Racism is the virus that renders this pandemic so brutal
and deadly for our Sisters and Brothers of Color

As peacemakers, we frequently publicly oppose, and actively advocate for nonviolent alternatives to, war – particularly the wars fomented by our own nation against others.  All too rarely do we focus upon – or publicly speak about – the war raging among us, within us, and all across our own land: the longstanding and persistent war by whites, and white institutions, against People of Color. It is that war that continues to permeate our nation’s institutions. It is that war that afflicts and warps our relationships with each other. And it is that war that, in this time of coronavirus, will kill our Sisters and Brothers more cruelly and effectively than could any biological virus.

The real, lasting vaccine for the heightened plague besieging People of Color during this coronavirus pandemic cannot be found in any laboratory. It lies within the minds, hearts, and actions of white people.

13 thoughts on “Pandemic & privilege: U.S. policies and practices condemn our sisters and brothers to death by coronavirus

  1. Mary, Thank you for the in-depth analysis of personal and systemic exclusionary and systemic practices and policies that truly keep us from oneness with our sisters and brothers of People of Color. There is magnificence lost in diversity of God’s Creation if we do not break down these barriers of deprivation of their human rights.

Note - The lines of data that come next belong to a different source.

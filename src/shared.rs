pub mod errors;
pub mod logging;
pub mod tokens;

pub use errors::{io_error, ErrorKind, FailureCause, InvocationError};
pub use tokens::{validate_option_key, validate_option_value, OptionKey, OptionValue};
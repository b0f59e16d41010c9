pub mod parameter;
pub mod set;
pub mod validator;

pub use parameter::{ChoiceParameter, Parameter, PathParameter};
pub use set::{ParamValue, ParameterSet, ToolParameter};
pub use validator::{Ordered, Validator};

#[derive(Debug, Clone, PartialEq, Eq, thiserror::Error)]
pub enum ParamError {
    #[error("invalid value for parameter `{label}`: {reason}")]
    InvalidValue { label: String, reason: String },
    #[error("invalid configuration for parameter `{label}`: {reason}")]
    InvalidConfiguration { label: String, reason: String },
    #[error("unknown parameter `{0}`")]
    UnknownParameter(String),
}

  2. Thanks Mary for looking at the many discrepancies between us whites and our brothers and sisters who have more vibrant coloring.

    Virginia

  3. Thank you, Mary! Yes, it is urgent to unmask and dismantle what you clearly name: “racism as the virus that renders this pandemic so brutal and deadly for Sisters and Brothers of Color.” Seems we are in a Kairos moment, both to challenge institutions and those stoking race-based fear to maintain power, and also to reconstruct our world in new and transformative ways. Let us stir the moral imagination and take bold steps to further the building of the “beloved community!.”

  4. Try replacing references to the “CoronaVirus” with the term “OxyContin” and see how it now reads! [Opioids @ 400,000 deaths with115 deaths daily].

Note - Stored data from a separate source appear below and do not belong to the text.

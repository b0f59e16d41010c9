pub mod command;
pub mod config;
pub mod invocation;
pub mod param;
pub mod sentinel;
pub mod shared;

pub use command::{CleanupReport, CommandLine, ContentWriter, Executable, InputSource};
pub use config::{load_tool_profile, ConfigError, ToolProfile};
pub use invocation::{InvocationLog, InvocationState, ProcessInvocation, ProcessOutput};
pub use param::{
    ChoiceParameter, ParamError, ParamValue, Parameter, ParameterSet, PathParameter, ToolParameter,
};
pub use sentinel::{AlwaysHappy, CancellationFlag, Deadline, Sentinel};
pub use shared::{ErrorKind, FailureCause, InvocationError};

  5. When Mary Yelenick clearly stated “we are not the same” it really hit home.
    Charles Blow also hit home in todays nyt
    I’m aware, I’m ashamed and I want to change things.

  6. Mary, this a superb analysis and really lays bare the vicious racial inequities of our culture of racism. While I have been able to work at home during the pandemic, both my sister and brother are considered “essential” employees — retail clerks — and I pray for their safety daily. I realize that many whites are considered essential employees as well, but disproportionately, these folks are people of color. Thank you for articulating such a terrible, terrible injustice.

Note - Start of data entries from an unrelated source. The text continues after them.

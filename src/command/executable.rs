use crate::shared::InvocationError;
use std::fs;
use std::path::{Path, PathBuf};

#[derive(Debug, Clone, PartialEq, Eq)]
pub struct Executable {
    path: PathBuf,
}

impl Executable {
    /// Accepts only an existing regular file with an executable bit set.
    pub fn from_path(path: impl AsRef<Path>) -> Result<Self, InvocationError> {
        let path = path.as_ref();
        let metadata = fs::metadata(path).map_err(|err| {
            InvocationError::InvalidConfiguration(format!(
                "executable {} is not accessible: {err}",
                path.display()
            ))
        })?;
        if !metadata.is_file() {
            return Err(InvocationError::InvalidConfiguration(format!(
                "executable {} is not a regular file",
                path.display()
            )));
        }
        if !is_executable(&metadata) {
            return Err(InvocationError::InvalidConfiguration(format!(
                "executable {} is not executable",
                path.display()
            )));
        }
        Ok(Self {
            path: path.to_path_buf(),
        })
    }

    /// Bare program names are looked up on `PATH`; anything with a separator is
    /// treated as a path.
    pub fn resolve(program: &str) -> Result<Self, InvocationError> {
        let program = program.trim();
        if program.is_empty() {
            return Err(InvocationError::InvalidConfiguration(
                "executable must be non-empty".to_string(),
            ));
        }
        if Path::new(program).components().count() > 1 {
            return Self::from_path(program);
        }
        let found = which::which(program).map_err(|err| {
            InvocationError::InvalidConfiguration(format!(
                "executable `{program}` not found on PATH: {err}"
            ))
        })?;
        Self::from_path(found)
    }

    pub fn path(&self) -> &Path {
        &self.path
    }
}

#[cfg(unix)]
fn is_executable(metadata: &fs::Metadata) -> bool {
    use std::os::unix::fs::PermissionsExt;
    metadata.permissions().mode() & 0o111 != 0
}

#[cfg(not(unix))]
fn is_executable(_metadata: &fs::Metadata) -> bool {
    true
}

  7. Much of the food we depend on would not be on our tables were it not for the continued work of People of Color, primarily Latina/o and immigrant laborers. How many of them can safely distance? or wash their hands with clean water? Or just stay home?

  8. Thanks very much Mary, for your article. Yes, we can be our brother and our sister’s keeper. During Holy Week, we see and hear and feel the fear and betrayal of those who Jesus thought were his friends. This is the week of abandonment, betrayal and and yes death. But we know that violence did not have the last word, that darkness did not win. Racism, Sexism, Anti semitism and Islamophobia never will win. MArtin Luther King, whose anniversary was Passion Saturday, April 4th, reminded us
    ” Darkness will not overcome darkness, only light can do that, hate will not conquer hate, only love can do that” As Fr. O’Brien, at Our Lady of Sorrows, in Jersey City, used to say, ” it is Friday, but Sunday is Coming, it is Resurrection time. This corona crucifixion will pass and early in the morning, there is an empty tomb because, ” He is Risen ” Alleluia and Amen !!

  9. Mary, your words are both truthful and challenging, thank you for both. That’s the vaccine we all have
    with us and is waiting to be used. Sr. Mary Ann Figlino, CSJ

  10. Thank You, Mary for going deeper and revealing what is the under story and so often not seen.